• What to produce: Pull every line that holds the word "xmlns" from the entries.
*** Dataset excerpts ***
impl<T: Transport> FritzClient<T> {
    /// Create a client using `ui` for web pages and `upnp` for SOAP calls.
    pub fn new(session: Arc<Session>, ui: T, upnp: T) -> Self {
        Self {
            session,
            ui,
            upnp,
            valid_password: AtomicBool::new(false),
        }
    }

    pub fn session(&self) -> &Arc<Session> {
        &self.session
    }

    /// Log in if needed. Returns `false` if the device rejected the credentials.
    pub async fn login(&self) -> Result<bool> {
        let mut state = self.session.login().await;
        self.ensure_login(&mut state).await
    }

    async fn ensure_login(&self, state: &mut LoginState) -> Result<bool> {
        let valid = self.do_login(state).await?;
        self.valid_password.store(valid, Ordering::Relaxed);
        Ok(valid)
    }

    async fn do_login(&self, state: &mut LoginState) -> Result<bool> {
        if state.sid_is_fresh(std::time::Instant::now()) {
            return Ok(true);
        }

        let mut sid_page = String::new();
        if matches!(
            state.login_type,
            LoginType::Unknown | LoginType::Sid | LoginType::Lua
        ) {
            debug!("Requesting login_sid.lua");
            // Old firmware answers 404 here
            sid_page = self
                .ui
                .get(&format!("/login_sid.lua?sid={}", state.sid))
                .await
                .unwrap_or_default();
            if sid_page.contains("<Rights") {
                state.login_type = LoginType::Lua;
            } else {
                debug!("Requesting login_sid.xml");
                sid_page = self
                    .ui
                    .get(&format!("{WEBCM}?getpage=../html/login_sid.xml"))
                    .await?;
                state.login_type = if sid_page.contains("<iswriteaccess>") {
                    LoginType::Sid
                } else {
                    LoginType::Password
                };
            }
            debug!("Login type is {:?}", state.login_type);
        }

        match state.login_type {
            LoginType::Sid | LoginType::Lua => self.login_with_sid(state, &sid_page).await,
            LoginType::Password => self.login_with_password().await,
            LoginType::Unknown => Ok(false),
        }
    }

    async fn login_with_sid(&self, state: &mut LoginState, sid_page: &str) -> Result<bool> {
        let Some(sid) = extract_between(sid_page, "<SID>", "</SID>") else {
            error!("Expected <SID> not found in login page");
            return Ok(false);
        };
        if sid != EMPTY_SID {
            debug!("SID is still valid");
            state.sid = sid.to_string();
            state.touch();
            return Ok(true);
        }

        let Some(challenge) = extract_between(sid_page, "<Challenge>", "<") else {
            error!("Expected <Challenge> not found in login page");
            return Ok(false);
        };
        let device = self.session.device();
        let response = calculate_login_response(challenge, &device.password);

        debug!("Sending login request");
        let sid = if state.login_type == LoginType::Lua {
            let body = format!(
                "username={}&response={response}",
                url_encode_latin1(&device.username)
            );
            let reply = self.ui.post_form("/login_sid.lua", &body).await?;
            extract_between(&reply, "<SID>", "</SID>").map(str::to_string)
        } else {
            let body =
                format!("login:command/response={response}&getpage=../html/de/menus/menu2.html");
            let reply = self.ui.post_form(WEBCM, &body).await?;
            reply
                .find("name=\"sid\"")
                .and_then(|pos| extract_between(&reply[pos..], "value=\"", "\""))
                .map(str::to_string)
        };

        let Some(sid) = sid else {
            error!("Expected sid field not found in login reply");
            return Ok(false);
        };
        state.sid = sid;
        if state.sid == EMPTY_SID {
            error!("Login failed, check your password settings");
            return Ok(false);
        }
        info!("Logged in to {}", self.session.device().host);
        debug!("Session id {}", self.session.hidden(&state.sid));
        state.touch();
        Ok(true)
    }

    async fn login_with_password(&self) -> Result<bool> {
        let password = &self.session.device().password;
        if password.is_empty() {
            return Ok(true);
        }
        debug!("Logging in without SIDs");
        let body = format!("login:command/password={}", url_encode_latin1(password));
        let reply = self.ui.post_form(WEBCM, &body).await?;
        if reply.contains("class=\"errorMessage\"") {
            error!("Login failed, check your password settings");
            return Ok(false);
        }
        Ok(true)
    }

    /// Web interface language of legacy firmware, detected once per session.
    async fn lang(&self, state: &mut LoginState) -> String {
        if !state.lang.is_empty() {
            return state.lang.clone();
        }
        for lang in INTERFACE_LANGUAGES {
            let path = format!(
                "{WEBCM}?getpage=../html/{lang}/menus/menu2.html{}",
                state.sid_param()
            );
            if let Ok(body) = self.ui.get(&path).await {
                if body.contains("<html>") {
                    debug!("Interface language is {lang}");
                    state.lang = lang.to_string();
                    return state.lang.clone();
                }
            }
        }
        debug!("Could not detect interface language, assuming '{FALLBACK_LANGUAGE}'");
        state.lang = FALLBACK_LANGUAGE.to_string();
        state.lang.clone()
    }

    /// Legacy `menu2.html` page URL for `pagename`.
    async fn webcm_page(&self, state: &mut LoginState, pagename: &str, escaped: bool) -> String {
        let lang = self.lang(state).await;
        let colon = if escaped { "%3A" } else { ":" };
        format!(
            "{WEBCM}?getpage=../html/{lang}/menus/menu2.html&var{colon}lang={lang}&var{colon}pagename={pagename}&var{colon}menu=fon{}",
            state.sid_param()
        )
    }

    /// Try the lua page first, fall back to the legacy page.
    async fn lua_or_webcm(
        &self,
        state: &mut LoginState,
        lua_path: &str,
        pagename: &str,
    ) -> Result<String> {
        if !state.sid.is_empty() {
            let path = format!("{lua_path}?sid={}", state.sid);
            if let Ok(body) = self.ui.get(&path).await {
                if body.contains(&format!("<!-- pagename:{lua_path}-->")) {
                    return Ok(body);
                }
            }
            debug!("{lua_path} not available, using webcm");
        }
        let path = self.webcm_page(state, pagename, true).await;
        self.ui.get(&path).await
    }

    async fn fetch_call_list(&self, state: &mut LoginState) -> Result<String> {
        // Opening the call page makes the device refresh its CSV export
        let page_path = self.webcm_page(state, "foncalls", false).await;
        let page = self.ui.get(&page_path).await;

        debug!("Requesting call list (lua)");
        let lua_path = format!("/fon_num/foncalls_list.lua?csv=&sid={}", state.sid);
        if let Ok(csv) = self.ui.get(&lua_path).await {
            if csv.contains("Typ;Datum;Name;") {
                return Ok(csv);
            }
        }

        debug!("Requesting call list (webcm)");
        let page = page?;
        let csv_url = csv_link(&page)
            .ok_or_else(|| FritzError::parse("No CSV export link on the call list page"))?;
        self.ui
            .get(&format!("{WEBCM}?getpage={csv_url}{}", state.sid_param()))
            .await
    }

    async fn fetch_fonbook(&self, state: &mut LoginState) -> Result<String> {
        if !state.sid.is_empty() {
            debug!("Requesting phonebook export");
            let parts = vec![
                FormPart::text("sid", state.sid.clone()),
                FormPart::text("PhonebookId", "0"),
                FormPart::text("PhonebookExportName", "Telefonbuch"),
                FormPart::text("PhonebookExport", ""),
            ];
            if let Ok(xml) = self.ui.post_multipart(FIRMWARECFG, parts).await {
                if xml.contains("<phonebooks>") {
                    return Ok(xml);
                }
            }
        }
        debug!("Requesting phonebook page");
        let path = self.webcm_page(state, "fonbuch", false).await;
        self.ui.get(&path).await
    }

    async fn upload_fonbook(&self, state: &LoginState, xml: &str) -> Result<String> {
        debug!("Uploading phonebook");
        let parts = vec![
            FormPart::text("sid", state.sid.clone()),
            FormPart::text("PhonebookId", "0"),
            FormPart::file("PhonebookImportFile", FONBOOK_IMPORT_NAME, "text/xml", xml),
        ];
        self.ui.post_multipart(FIRMWARECFG, parts).await
    }

    async fn fetch(&self, state: &mut LoginState, page: Page<'_>) -> Result<String> {
        let logged_in = self.ensure_login(state).await?;
        if !logged_in && matches!(page, Page::WriteFonbook(_)) {
            return Err(FritzError::LoginFailed(format!(
                "cannot upload phonebook to {}",
                self.session.device().host
            )));
        }
        let body = match page {
            Page::Location => {
                self.lua_or_webcm(state, "/fon_num/sip_option.lua", "sipoptionen")
                    .await?
            }
            Page::Sip => {
                self.lua_or_webcm(state, "/fon_num/fon_num_list.lua", "siplist")
                    .await?
            }
            Page::CallList => self.fetch_call_list(state).await?,
            Page::Fonbook => self.fetch_fonbook(state).await?,
            Page::WriteFonbook(xml) => self.upload_fonbook(state, xml).await?,
        };
        if state.login_type.uses_sid() {
            state.touch();
        }
        Ok(body)
    }

    /// Fetch `page`, retrying transient failures with backoff.
    ///
    /// The login lock is released while waiting.
    async fn fetch_with_retry(&self, page: Page<'_>) -> Result<String> {
        let mut backoff = Backoff::new(self.session.retry());
        loop {
            let result = {
                let mut state = self.session.login().await;
                self.fetch(&mut state, page).await
            };
            match result {
                Ok(body) => return Ok(body),
                Err(e) if e.is_transient() => {
                    error!(
                        "Requesting {} from {} failed: {e}",
                        page.describe(),
                        self.session.device().host
                    );
                    let Some(delay) = backoff.next_delay() else {
                        error!("Giving up after {} attempts", backoff.attempts());
                        return Err(e);
                    };
                    warn!("Waiting {} seconds before retrying", delay.as_secs());
                    tokio::time::sleep(delay).await;
                }
                Err(e) => return Err(e),
            }
        }
    }

    async fn soap_call(&self, action: &str) -> Result<String> {
        let envelope = format!(
            "<?xml version=\"1.0\" encoding=\"utf-8\"?>\
             <s:Envelope s:encodingStyle=\"http://schemas.xmlsoap.org/soap/encoding/\" \
             xmlns:s=\"http://schemas.xmlsoap.org/soap/envelope/\">\
             <s:Body><u:{action} xmlns:u=\"{WANIPCONN_SERVICE}\" /></s:Body></s:Envelope>"
        );
        let soap_action = format!("{WANIPCONN_SERVICE}#{action}");
        self.upnp
            .soap(WANIPCONN_PATH, &soap_action, &envelope)
            .await
    }
}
*** End of Dataset excerpts ***
• Answer to this problem:
             xmlns:s=\"http://schemas.xmlsoap.org/soap/envelope/\">\
             <s:Body><u:{action} xmlns:u=\"{WANIPCONN_SERVICE}\" /></s:Body></s:Envelope>"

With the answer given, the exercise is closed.